» **ABOUT THIS EXERCISE**: Every line below that includes the word "path" needs to be copied.

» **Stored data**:
-=-=-

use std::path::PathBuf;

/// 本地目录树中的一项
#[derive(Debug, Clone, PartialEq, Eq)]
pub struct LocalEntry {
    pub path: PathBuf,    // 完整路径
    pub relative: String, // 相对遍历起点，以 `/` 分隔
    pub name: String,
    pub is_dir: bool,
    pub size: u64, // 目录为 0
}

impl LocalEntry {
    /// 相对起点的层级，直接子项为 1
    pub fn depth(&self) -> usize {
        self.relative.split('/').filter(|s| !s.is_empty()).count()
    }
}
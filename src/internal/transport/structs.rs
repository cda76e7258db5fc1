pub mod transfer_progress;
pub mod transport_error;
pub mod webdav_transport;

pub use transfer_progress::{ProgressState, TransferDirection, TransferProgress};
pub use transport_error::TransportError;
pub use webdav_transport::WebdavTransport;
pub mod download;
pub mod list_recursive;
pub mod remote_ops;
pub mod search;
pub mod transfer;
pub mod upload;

-=-=-

» **RESULT FOR THIS EXERCISE**:
use std::path::PathBuf;
    pub path: PathBuf,    // 完整路径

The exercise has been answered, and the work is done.